◎軍政は2021年2月にアウンサンスーチー政権を追放して以来、最大の危機に直面している。
ミャンマー北部シャン州、民主派勢力の兵士(ロイター通信)

ミャンマー軍政は11日、中国の仲介で民主派勢力と停戦に向けた協議を行っていると明らかにした。

ラカイン族の武装集団「アラカン軍」やチン州の反体制派「チン民族戦線(CNF)」などからなる民主派勢力は10月末、中国国境に近いシャン州北部で反攻を開始。複数の地域から国軍を追い出したとされる。

この攻勢は他の民主派勢力やゲリラ部隊を鼓舞し、全国規模の戦闘に発展。国軍は複数の地域に要員を派遣しなければならなくなり、兵力不足が露呈した。

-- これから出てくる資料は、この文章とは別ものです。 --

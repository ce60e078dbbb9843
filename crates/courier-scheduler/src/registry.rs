//! Job registry: message id to pending timer handle.
//!
//! Pure bookkeeping, no I/O. Every operation takes the registry lock, so the
//! fire-time callback and request handlers can mutate it concurrently.
//! Removing an absent id is a no-op.

use std::collections::HashMap;

use parking_lot::Mutex;

use courier_protocols::MessageId;

use crate::timer::{JobId, TimerHandle};

/// In-memory table of scheduled jobs. Never persisted.
#[derive(Debug, Default)]
pub struct JobRegistry {
    jobs: Mutex<HashMap<MessageId, TimerHandle>>,
}

impl JobRegistry {
    /// Create an empty registry.
    pub fn new() -> Self {
        Self::default()
    }

    /// Store `handle` for `id`, returning the handle it displaced.
    pub fn put(&self, id: MessageId, handle: TimerHandle) -> Option<TimerHandle> {
        self.jobs.lock().insert(id, handle)
    }

    /// Create a handle with `make` and store it for `id` while holding the
    /// lock, so a timer that fires immediately still finds its entry.
    ///
    /// Returns the displaced handle. When `make` fails the registry is left
    /// untouched.
    pub fn put_with<E>(
        &self,
        id: MessageId,
        make: impl FnOnce() -> Result<TimerHandle, E>,
    ) -> Result<Option<TimerHandle>, E> {
        let mut jobs = self.jobs.lock();
        let handle = make()?;
        Ok(jobs.insert(id, handle))
    }

    /// Look up the handle for `id`.
    pub fn get(&self, id: MessageId) -> Option<TimerHandle> {
        self.jobs.lock().get(&id).cloned()
    }

    /// Remove the entry for `id`, if any.
    pub fn remove(&self, id: MessageId) -> Option<TimerHandle> {
        self.jobs.lock().remove(&id)
    }

    /// Remove the entry for `id` only if it belongs to `job`.
    ///
    /// Returns `false` when the entry is absent or owned by another job.
    pub fn remove_job(&self, id: MessageId, job: JobId) -> bool {
        let mut jobs = self.jobs.lock();
        match jobs.get(&id) {
            Some(handle) if handle.id() == job => {
                jobs.remove(&id);
                true
            }
            _ => false,
        }
    }

    /// Check whether `id` has a live job.
    pub fn contains(&self, id: MessageId) -> bool {
        self.jobs.lock().contains_key(&id)
    }

    /// Number of live jobs.
    pub fn len(&self) -> usize {
        self.jobs.lock().len()
    }

    /// Check if there are no live jobs.
    pub fn is_empty(&self) -> bool {
        self.jobs.lock().is_empty()
    }

    /// Ids with a live job, in no particular order.
    pub fn ids(&self) -> Vec<MessageId> {
        self.jobs.lock().keys().copied().collect()
    }

    /// Remove and return every entry.
    pub fn drain(&self) -> Vec<(MessageId, TimerHandle)> {
        self.jobs.lock().drain().collect()
    }
}

#[cfg(test)]
#[path = "registry_tests.rs"]
mod tests;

軍政は2021年2月にアウンサンスーチー政権を追放して以来、最大の危機に直面している。

戦闘の多くは中国国境沿いで報告されており、両国の貿易を妨げ、中国の懸念を高めている。

国連の専門家はミャンマーの現状を「内戦状態」と評価。シャン州を含む国境沿いの戦闘激化は同国の混乱に拍車をかける可能性が高い。

中国はミャンマーの最大の貿易相手国であり、軍政と良好な関係を保っている。

一方、一部の民主派勢力も中国と良好な関係にあり、その地域に対する中国の支援プロジェクトは重要な外貨獲得源になっている。

軍政の報道官はミャンマー国営放送(MRTV)の取材に対し、「政府とゲリラ勢力による対話は中国の仲介のもと、政治的解決を見出すために行われた」と明らかにした。

また報道官は「今月末頃にさらなる協議が行われる予定である」と述べたが、詳細は明らかにしなかった。

これに先立ち、中国外務省の毛寧(Mao Ning)報道官は11日の記者会見で、「中国は全当事者間の和平交渉の前向きな結果を歓迎し、引き続き支援していく」と語った。

また毛寧氏は「中国はミャンマー北部の情勢緩和がすべての当事者の利益に合致し、中国・ミャンマー国境の平和と安定の維持に役立つと信じている」と述べた。

民主派勢力は先月末、シャン州の要衝の町を占領したとみられる。この町は中国国境沿いに位置し、交易の中心地になっているようだ。